A single count is required: the lines of the data below in which the word "your" occurs.

[Records excerpted from a collection]
★ ★ ★ ★

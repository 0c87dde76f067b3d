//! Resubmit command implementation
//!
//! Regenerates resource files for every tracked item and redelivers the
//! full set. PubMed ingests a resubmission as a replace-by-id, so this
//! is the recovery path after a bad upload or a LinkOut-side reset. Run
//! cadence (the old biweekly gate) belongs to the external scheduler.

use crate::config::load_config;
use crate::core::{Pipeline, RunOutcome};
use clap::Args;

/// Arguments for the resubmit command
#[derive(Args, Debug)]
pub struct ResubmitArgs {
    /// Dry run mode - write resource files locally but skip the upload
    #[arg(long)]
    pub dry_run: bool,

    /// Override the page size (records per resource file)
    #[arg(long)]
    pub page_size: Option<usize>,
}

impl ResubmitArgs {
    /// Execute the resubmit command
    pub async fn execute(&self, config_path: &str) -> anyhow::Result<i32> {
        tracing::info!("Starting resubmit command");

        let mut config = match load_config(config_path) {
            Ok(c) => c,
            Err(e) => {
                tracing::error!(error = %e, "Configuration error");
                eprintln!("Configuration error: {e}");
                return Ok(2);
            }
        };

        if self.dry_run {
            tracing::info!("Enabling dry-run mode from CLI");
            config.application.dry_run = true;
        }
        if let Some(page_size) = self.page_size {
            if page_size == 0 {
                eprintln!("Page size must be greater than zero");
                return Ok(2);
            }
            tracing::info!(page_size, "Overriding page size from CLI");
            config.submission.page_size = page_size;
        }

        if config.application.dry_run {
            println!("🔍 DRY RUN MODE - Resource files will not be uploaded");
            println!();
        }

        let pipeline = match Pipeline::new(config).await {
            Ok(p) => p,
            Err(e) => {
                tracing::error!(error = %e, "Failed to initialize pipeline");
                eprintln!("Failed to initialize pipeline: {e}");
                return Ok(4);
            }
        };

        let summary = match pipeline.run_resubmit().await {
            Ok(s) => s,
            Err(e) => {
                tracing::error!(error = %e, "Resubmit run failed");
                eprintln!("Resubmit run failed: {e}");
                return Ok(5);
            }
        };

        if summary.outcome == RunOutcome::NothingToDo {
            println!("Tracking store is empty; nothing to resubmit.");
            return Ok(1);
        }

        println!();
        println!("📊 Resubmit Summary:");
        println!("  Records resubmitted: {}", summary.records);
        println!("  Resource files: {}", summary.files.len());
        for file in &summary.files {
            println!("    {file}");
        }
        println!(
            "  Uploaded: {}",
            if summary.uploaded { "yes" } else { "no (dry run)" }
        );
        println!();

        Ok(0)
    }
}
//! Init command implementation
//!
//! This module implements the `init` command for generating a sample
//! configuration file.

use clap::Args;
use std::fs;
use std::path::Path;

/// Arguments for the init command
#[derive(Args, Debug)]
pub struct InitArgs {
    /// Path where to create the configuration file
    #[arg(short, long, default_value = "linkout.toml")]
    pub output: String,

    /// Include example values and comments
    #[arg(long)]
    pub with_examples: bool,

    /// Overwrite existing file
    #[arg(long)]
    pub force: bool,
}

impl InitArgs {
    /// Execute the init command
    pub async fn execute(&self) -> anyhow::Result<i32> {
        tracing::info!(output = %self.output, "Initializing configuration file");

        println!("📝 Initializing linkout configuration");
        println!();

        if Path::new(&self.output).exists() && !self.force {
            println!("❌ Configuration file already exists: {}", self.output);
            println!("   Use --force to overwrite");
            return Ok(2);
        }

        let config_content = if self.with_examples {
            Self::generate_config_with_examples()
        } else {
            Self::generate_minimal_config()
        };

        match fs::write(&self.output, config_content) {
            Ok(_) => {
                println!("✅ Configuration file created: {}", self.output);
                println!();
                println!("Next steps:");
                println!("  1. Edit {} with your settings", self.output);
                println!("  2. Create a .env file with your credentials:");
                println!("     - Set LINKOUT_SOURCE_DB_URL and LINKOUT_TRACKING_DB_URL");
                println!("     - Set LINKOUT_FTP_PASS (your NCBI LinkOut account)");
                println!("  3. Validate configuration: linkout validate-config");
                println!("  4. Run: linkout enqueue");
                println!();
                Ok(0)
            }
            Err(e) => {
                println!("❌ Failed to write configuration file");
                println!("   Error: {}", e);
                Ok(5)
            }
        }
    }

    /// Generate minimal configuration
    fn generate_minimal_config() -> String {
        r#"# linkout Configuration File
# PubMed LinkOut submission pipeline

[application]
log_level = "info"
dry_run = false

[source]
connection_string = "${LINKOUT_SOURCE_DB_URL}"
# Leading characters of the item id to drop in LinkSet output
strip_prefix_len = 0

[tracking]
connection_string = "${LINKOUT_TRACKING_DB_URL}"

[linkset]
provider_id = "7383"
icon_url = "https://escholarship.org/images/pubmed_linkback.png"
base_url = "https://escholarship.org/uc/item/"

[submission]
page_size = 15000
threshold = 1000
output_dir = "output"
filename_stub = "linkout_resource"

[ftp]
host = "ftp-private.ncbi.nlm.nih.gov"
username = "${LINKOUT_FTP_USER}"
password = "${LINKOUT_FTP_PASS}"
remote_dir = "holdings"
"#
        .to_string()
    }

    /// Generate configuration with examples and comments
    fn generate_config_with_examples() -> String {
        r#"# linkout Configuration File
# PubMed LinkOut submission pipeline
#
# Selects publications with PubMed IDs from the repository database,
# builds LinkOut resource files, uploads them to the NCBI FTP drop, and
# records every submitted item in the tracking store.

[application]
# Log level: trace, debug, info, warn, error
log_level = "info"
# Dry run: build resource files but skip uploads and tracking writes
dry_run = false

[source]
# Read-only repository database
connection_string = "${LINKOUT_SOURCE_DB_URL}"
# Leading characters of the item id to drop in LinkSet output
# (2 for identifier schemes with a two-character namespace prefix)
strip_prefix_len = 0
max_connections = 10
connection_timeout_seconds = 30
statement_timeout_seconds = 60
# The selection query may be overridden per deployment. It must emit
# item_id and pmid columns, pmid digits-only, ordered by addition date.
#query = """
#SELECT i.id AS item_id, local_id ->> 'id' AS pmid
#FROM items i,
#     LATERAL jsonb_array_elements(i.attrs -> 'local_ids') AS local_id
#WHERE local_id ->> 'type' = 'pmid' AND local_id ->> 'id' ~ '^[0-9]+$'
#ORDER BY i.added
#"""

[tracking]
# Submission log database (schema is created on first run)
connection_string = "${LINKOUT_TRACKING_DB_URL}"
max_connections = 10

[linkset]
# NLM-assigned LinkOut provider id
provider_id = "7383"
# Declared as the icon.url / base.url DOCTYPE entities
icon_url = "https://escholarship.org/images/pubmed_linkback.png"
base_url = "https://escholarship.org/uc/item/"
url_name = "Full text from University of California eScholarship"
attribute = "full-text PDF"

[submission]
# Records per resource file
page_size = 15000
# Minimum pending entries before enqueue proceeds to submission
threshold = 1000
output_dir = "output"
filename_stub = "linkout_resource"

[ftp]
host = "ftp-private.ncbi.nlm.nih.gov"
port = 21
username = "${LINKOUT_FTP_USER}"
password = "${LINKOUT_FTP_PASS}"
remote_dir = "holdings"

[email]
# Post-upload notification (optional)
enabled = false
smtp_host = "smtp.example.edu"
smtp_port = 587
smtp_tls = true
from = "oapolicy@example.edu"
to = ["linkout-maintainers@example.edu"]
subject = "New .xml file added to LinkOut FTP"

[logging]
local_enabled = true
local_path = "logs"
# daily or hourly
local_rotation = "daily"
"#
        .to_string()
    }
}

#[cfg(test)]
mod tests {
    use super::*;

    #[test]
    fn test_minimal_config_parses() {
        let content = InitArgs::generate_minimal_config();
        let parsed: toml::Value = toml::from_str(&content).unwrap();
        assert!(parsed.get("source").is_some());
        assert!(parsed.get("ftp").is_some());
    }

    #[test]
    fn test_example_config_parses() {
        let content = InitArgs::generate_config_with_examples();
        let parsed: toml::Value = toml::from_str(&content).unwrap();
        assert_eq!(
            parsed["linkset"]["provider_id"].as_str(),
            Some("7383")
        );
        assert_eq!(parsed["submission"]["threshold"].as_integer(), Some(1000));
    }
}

★ ★ ★ ★

> Answer box
3